There seem to be three types of runners. Those who run as a way of life, those who only seem to run to the fridge, and then there's the runner who does both.
The growth of 5Ks, 10Ks and half marathons around the city isn't limited to San Antonio, either, as more runners are competing and finishing races across the nation. According to runningusa.com which tracks race finishers, "a total of 1,986,600 runners finished a half marathon in the U.S. in 2015, down from the record high of just over two million finishers in 2014. While participation dropped, there were a record 2,700 U.S. half marathon events run in 2015, up from 2,500 in 2014."
Last weekend's Culinaria 5K Wine & Beer Run estimated a total of 2,500 participants, with 1,500 of those runners and walkers actually lacing up their shoes. The other 1,000 are part of the spectators who can pay for access to the finish line reception without having to zip around La Cantera.
The race takes all levels of participants and was an instant hit since it launched six years ago.
"Our race director said we'd get 300 or so people — 1,000 showed up," president/CEO Suzanne Taranto Etheredge told us over the phone.
The reception that greeted runners and spectators at the finish line was a smorgasbord: Grayze's heirloom tomato and shrimp salad, Kona Grill's sushi rolls, soba noodles from The Good Kind, Whiskey Cake's lemon poppy seed pancakes, a pancake station by chef Brian West and desserts from the University of Houston's hospitality program.
"My motivation to keep going is that I'm excited to eat another meal after said run," Velasco, who's done ultra-races in the past, said. "A lot of time before big races, like when I run from Austin to Corpus overnight, I have to eat massive amounts of carbs and protein the whole week as well as hydrating myself to the max."

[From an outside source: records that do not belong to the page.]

//! Error taxonomy for the calculation engine.
//!
//! Every calculator returns a `Result<_, CalcError>`; expected domain
//! conditions (out-of-range inputs, missing lookups, undefined chemistry)
//! are values, never panics.
//!
//! # Error Codes
//!
//! - E100: allowable-stress lookup miss
//! - E110: invalid geometry for the thickness derivation
//! - E120: undefined damage-mechanism input
//! - E125: undefined consequence input
//! - E130: aggregation impossible
//! - E140: configuration
//! - E150: I/O
//! - E160: collaborator (asset source / result sink)
//!
//! Only `AggregationImpossible` and the shell-level variants are fatal to a
//! recalculation; the others are recovered locally and recorded in the
//! result.

use crate::core::MechanismKind;
use serde::Serialize;
use std::fmt;
use std::path::PathBuf;
use thiserror::Error;

/// Stable error code for programmatic handling.
#[derive(Debug, Clone, Copy, PartialEq, Eq, Hash, Serialize)]
pub struct ErrorCode(&'static str);

impl ErrorCode {
    pub const LOOKUP_MISS: ErrorCode = ErrorCode("E100");
    pub const INVALID_GEOMETRY: ErrorCode = ErrorCode("E110");
    pub const UNDEFINED_MECHANISM_INPUT: ErrorCode = ErrorCode("E120");
    pub const UNDEFINED_CONSEQUENCE_INPUT: ErrorCode = ErrorCode("E125");
    pub const AGGREGATION_IMPOSSIBLE: ErrorCode = ErrorCode("E130");
    pub const CONFIG: ErrorCode = ErrorCode("E140");
    pub const IO: ErrorCode = ErrorCode("E150");
    pub const COLLABORATOR: ErrorCode = ErrorCode("E160");

    #[must_use]
    pub const fn as_str(&self) -> &'static str {
        self.0
    }
}

impl fmt::Display for ErrorCode {
    fn fmt(&self, f: &mut fmt::Formatter<'_>) -> fmt::Result {
        write!(f, "{}", self.0)
    }
}

/// Why an allowable-stress lookup could not produce a value.
#[derive(Debug, Clone, Copy, PartialEq, Serialize)]
#[serde(rename_all = "snake_case")]
pub enum LookupMissReason {
    UnknownMaterial,
    OutOfRange { min_c: f64, max_c: f64 },
    NoBracket,
    InvalidTemperature,
}

impl fmt::Display for LookupMissReason {
    fn fmt(&self, f: &mut fmt::Formatter<'_>) -> fmt::Result {
        match self {
            Self::UnknownMaterial => write!(f, "material has no tabulated rows"),
            Self::OutOfRange { min_c, max_c } => {
                write!(f, "outside tabulated range {} to {} °C", min_c, max_c)
            }
            Self::NoBracket => write!(f, "fewer than two bracketing rows"),
            Self::InvalidTemperature => write!(f, "temperature is not a finite number"),
        }
    }
}

/// Errors raised by the engine.
#[derive(Debug, Clone, PartialEq, Error)]
pub enum CalcError {
    /// Material/temperature pair is not covered by the stress table.
    #[error("[{code}] no allowable stress for '{material}' at {temperature_c} °C: {reason}", code = ErrorCode::LOOKUP_MISS)]
    LookupMiss {
        material: String,
        temperature_c: f64,
        reason: LookupMissReason,
    },

    /// Non-physical input to the thickness derivation.
    #[error("[{code}] invalid geometry: {0}", code = ErrorCode::INVALID_GEOMETRY)]
    InvalidGeometry(String),

    /// A calculator's required input is missing or outside its domain.
    #[error("[{code}] {mechanism}: input '{input}' {detail}", code = ErrorCode::UNDEFINED_MECHANISM_INPUT)]
    UndefinedMechanismInput {
        mechanism: MechanismKind,
        input: String,
        detail: String,
    },

    /// A consequence input is missing or non-physical.
    #[error("[{code}] consequence: input '{input}' {detail}", code = ErrorCode::UNDEFINED_CONSEQUENCE_INPUT)]
    UndefinedConsequenceInput { input: String, detail: String },

    /// Neither a damage factor nor a consequence could be formed.
    #[error("[{code}] asset '{asset_id}': no damage factor and no consequence could be computed", code = ErrorCode::AGGREGATION_IMPOSSIBLE)]
    AggregationImpossible { asset_id: String },

    #[error("[{code}] configuration error: {message}", code = ErrorCode::CONFIG)]
    Config {
        message: String,
        field: Option<String>,
    },

    #[error("[{code}] I/O error: {message}", code = ErrorCode::IO)]
    Io {
        message: String,
        path: Option<PathBuf>,
    },

    #[error("[{code}] asset source: {0}", code = ErrorCode::COLLABORATOR)]
    Source(String),

    #[error("[{code}] result sink: {0}", code = ErrorCode::COLLABORATOR)]
    Sink(String),
}

impl CalcError {
    /// Missing input (`None`) for a mechanism.
    #[must_use]
    pub fn missing(mechanism: MechanismKind, input: impl Into<String>) -> Self {
        Self::UndefinedMechanismInput {
            mechanism,
            input: input.into(),
            detail: "is missing".to_string(),
        }
    }

    /// Input present but outside the mechanism's defined domain.
    #[must_use]
    pub fn out_of_domain(
        mechanism: MechanismKind,
        input: impl Into<String>,
        detail: impl Into<String>,
    ) -> Self {
        Self::UndefinedMechanismInput {
            mechanism,
            input: input.into(),
            detail: detail.into(),
        }
    }

    #[must_use]
    pub fn consequence_input(input: impl Into<String>, detail: impl Into<String>) -> Self {
        Self::UndefinedConsequenceInput {
            input: input.into(),
            detail: detail.into(),
        }
    }

    #[must_use]
    pub fn geometry(message: impl Into<String>) -> Self {
        Self::InvalidGeometry(message.into())
    }

    #[must_use]
    pub fn config(message: impl Into<String>) -> Self {
        Self::Config {
            message: message.into(),
            field: None,
        }
    }

    #[must_use]
    pub fn config_with_field(message: impl Into<String>, field: impl Into<String>) -> Self {
        Self::Config {
            message: message.into(),
            field: Some(field.into()),
        }
    }

    #[must_use]
    pub fn from_io_error(err: &std::io::Error, path: Option<PathBuf>) -> Self {
        Self::Io {
            message: err.to_string(),
            path,
        }
    }

    #[must_use]
    pub fn code(&self) -> ErrorCode {
        match self {
            Self::LookupMiss { .. } => ErrorCode::LOOKUP_MISS,
            Self::InvalidGeometry(_) => ErrorCode::INVALID_GEOMETRY,
            Self::UndefinedMechanismInput { .. } => ErrorCode::UNDEFINED_MECHANISM_INPUT,
            Self::UndefinedConsequenceInput { .. } => ErrorCode::UNDEFINED_CONSEQUENCE_INPUT,
            Self::AggregationImpossible { .. } => ErrorCode::AGGREGATION_IMPOSSIBLE,
            Self::Config { .. } => ErrorCode::CONFIG,
            Self::Io { .. } => ErrorCode::IO,
            Self::Source(_) | Self::Sink(_) => ErrorCode::COLLABORATOR,
        }
    }

    #[must_use]
    pub fn category(&self) -> &'static str {
        match self {
            Self::LookupMiss { .. } => "LookupMiss",
            Self::InvalidGeometry(_) => "InvalidGeometry",
            Self::UndefinedMechanismInput { .. } => "UndefinedMechanismInput",
            Self::UndefinedConsequenceInput { .. } => "UndefinedConsequenceInput",
            Self::AggregationImpossible { .. } => "AggregationImpossible",
            Self::Config { .. } => "Config",
            Self::Io { .. } => "I/O",
            Self::Source(_) => "Source",
            Self::Sink(_) => "Sink",
        }
    }

    /// Whether this error aborts the whole recalculation.
    #[must_use]
    pub fn is_fatal(&self) -> bool {
        !matches!(
            self,
            Self::LookupMiss { .. }
                | Self::InvalidGeometry(_)
                | Self::UndefinedMechanismInput { .. }
                | Self::UndefinedConsequenceInput { .. }
        )
    }

    /// Suggested process exit code for the CLI.
    #[must_use]
    pub fn exit_code(&self) -> i32 {
        match self {
            Self::Config { .. } => 3,
            _ => 1,
        }
    }
}

impl Serialize for CalcError {
    fn serialize<S>(&self, serializer: S) -> Result<S::Ok, S::Error>
    where
        S: serde::Serializer,
    {
        use serde::ser::SerializeStruct;

        let mut state = serializer.serialize_struct("CalcError", 4)?;
        state.serialize_field("code", &self.code().as_str())?;
        state.serialize_field("category", &self.category())?;
        state.serialize_field("message", &self.to_string())?;
        state.serialize_field("fatal", &self.is_fatal())?;
        state.end()
    }
}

Alamo 13.1 included a Doughnut Dash 10K with lacquered doughnut medals and Krispy Kreme at the finish line.
This Sunday, the Corona Paella Challenge goes into its 8th year with an added event that'll precede the 40-plus contemporary and classical paellas. The first-ever Paella 5K run/walk will kick off the day's festivities at 8 a.m. with a course through on the Mission Reach portion of the river.
"Runs have gained in popularity for this huge segment of new runners," Taranto said. "We're mixing fun and fitness."

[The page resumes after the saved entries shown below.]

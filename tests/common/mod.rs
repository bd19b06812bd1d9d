//! Shared fixtures for the integration tests.

#![allow(dead_code)]

use indoc::indoc;
use rbi_engine::core::AssetContext;
use rbi_engine::io::parse_assets;

/// A 6" carbon-steel line in C6-C8 liquid service, thinning only.
pub const CARBON_STEEL_PIPE: &str = indoc! {r#"
    {
        "asset_id": "P-100",
        "component": "pipe",
        "assessment_date": "2025-01-01",
        "design": {
            "outer_diameter_mm": 168.3,
            "internal_diameter_mm": 154.1,
            "design_pressure_mpa": 2.0,
            "operating_pressure_mpa": 1.5,
            "design_temperature_c": 150.0,
            "operating_temperature_c": 60.0,
            "corrosion_allowance_mm": 3.0,
            "material_id": "SA-106-B",
            "material_family": "carbon_steel",
            "in_service_date": "2010-01-01"
        },
        "service": {
            "corrosivity": "moderate",
            "external_environment": "temperate"
        },
        "inspection": {
            "last_inspection_date": "2020-01-01",
            "effectiveness": "C",
            "nominal_thickness_mm": 7.11,
            "current_thickness_mm": 6.5
        },
        "mechanisms": ["thinning"]
    }
"#};

pub fn carbon_steel_pipe() -> AssetContext {
    parse_assets(CARBON_STEEL_PIPE)
        .expect("fixture parses")
        .remove(0)
}

/// The fixture with a new id.
pub fn pipe_named(id: &str) -> AssetContext {
    let mut ctx = carbon_steel_pipe();
    ctx.asset_id = rbi_engine::AssetId::new(id);
    ctx
}

/// `count` assets as a JSON array.
pub fn asset_array_json(count: usize) -> String {
    let assets: Vec<AssetContext> = (0..count)
        .map(|i| pipe_named(&format!("P-{}", 100 + i)))
        .collect();
    serde_json::to_string_pretty(&assets).expect("assets serialize")
}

For Jon FitzSimon, who owns and organizes Inspired Race Events, combining beer and running was a no-brainer.
"I love craft beer, that's safe to say for sure," FitzSimon said over the phone. He organizes the Texas Beer Series, a collection of six races that are held every month from March through November (they take the hot summer months off). The six 5Ks are held at area breweries and broken up into five laps. Runners are given samples of the beer per lap, and they ultimately choose which pint to celebrate a completed run with. Participating runners and walkers span the gamut when it comes to demographics.

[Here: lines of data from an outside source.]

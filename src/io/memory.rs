//! In-memory collaborators for tests and embedding.

use super::real::index_assets;
use super::traits::{AssetSource, ResultSink, StressDataset};
use crate::core::{AssetContext, AssetId};
use crate::errors::CalcError;
use crate::material::{reference_table, StressTable};
use crate::orchestrator::RiskAssessmentResult;
use std::collections::BTreeMap;
use std::sync::Mutex;

#[derive(Debug, Clone, Default)]
pub struct InMemoryAssetSource {
    assets: BTreeMap<AssetId, AssetContext>,
}

impl InMemoryAssetSource {
    pub fn new(assets: impl IntoIterator<Item = AssetContext>) -> Self {
        Self {
            assets: index_assets(assets),
        }
    }

    pub fn insert(&mut self, asset: AssetContext) {
        self.assets.insert(asset.asset_id.clone(), asset);
    }
}

impl AssetSource for InMemoryAssetSource {
    fn load(&self, asset_id: &AssetId) -> Result<AssetContext, CalcError> {
        self.assets
            .get(asset_id)
            .cloned()
            .ok_or_else(|| CalcError::Source(format!("asset '{}' not found", asset_id)))
    }

    fn asset_ids(&self) -> Result<Vec<AssetId>, CalcError> {
        Ok(self.assets.keys().cloned().collect())
    }
}

/// The built-in reference stress dataset.
#[derive(Debug, Clone, Copy, Default)]
pub struct ReferenceDataset;

impl StressDataset for ReferenceDataset {
    fn stress_table(&self) -> Result<StressTable, CalcError> {
        Ok(reference_table().clone())
    }
}

/// Keeps every persisted result, in arrival order.
#[derive(Debug, Default)]
pub struct InMemorySink {
    results: Mutex<Vec<RiskAssessmentResult>>,
}

impl InMemorySink {
    pub fn new() -> Self {
        Self::default()
    }

    pub fn results(&self) -> Result<Vec<RiskAssessmentResult>, CalcError> {
        self.results
            .lock()
            .map(|results| results.clone())
            .map_err(|_| CalcError::Sink("result store lock poisoned".into()))
    }

    /// Most recent result for an asset.
    pub fn latest(&self, asset_id: &AssetId) -> Result<Option<RiskAssessmentResult>, CalcError> {
        Ok(self
            .results()?
            .into_iter()
            .rev()
            .find(|r| &r.asset_id == asset_id))
    }
}

impl ResultSink for InMemorySink {
    fn persist(&self, result: &RiskAssessmentResult) -> Result<(), CalcError> {
        self.results
            .lock()
            .map_err(|_| CalcError::Sink("result store lock poisoned".into()))?
            .push(result.clone());
        Ok(())
    }
}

"Some people love running and just get up in there. Anything's better than sitting on the couch. We see pairs of friends come out, people who sign up with their brothers, cousins, moms, daughters. You get a little exercise, burn some calories," FitzSimon said.
How many calories the average runner might burn varies, of course, but registered dietitian Krista Neugebauer estimates a 500 calorie burn. She recommends trying to maintain some kind of balance.
"If you're going out to do a 5K that day, it's always important, whether you're a new or seasoned runner, to remember that food is fueling your run," Neugebauer, part of Jan Tilley & Associates said.
"If people come in and want to do a 5K, but not change that foodie lifestyle, then they have to manage their portions at events," Neugebauer went on.
For Velasco, race day means a small meal usually consisting of a piece of multigrain toast with peanut butter and banana and some water.
Managing portions is what helped Mike Farringer, former president of the San Antonio Cerveceros (a homebrewing club) and current operations manager for upcoming Künstler Brewing. He's clearly into craft beer, which comes loaded with deliciously hoppy calories.
Farringer caught the running bug after his wife signed him up for a 5K. Though apprehensive at first, Farringer used a Couch to 5K app to train. He eventually started eating healthier, going to the gym, and running more regularly but the pounds really came off when he started cutting back on beer.
These days, a svelte Farringer is down 60 pounds and runs multiple halves every other weekend.
"I still attend events, but I have a small sample or a small pour," Farringer said, "If I go to a happy hour at Freetail or something like that I can get a half pour and it's not a big deal. For a lot of people in the craft beer community, it's about quality over quantity."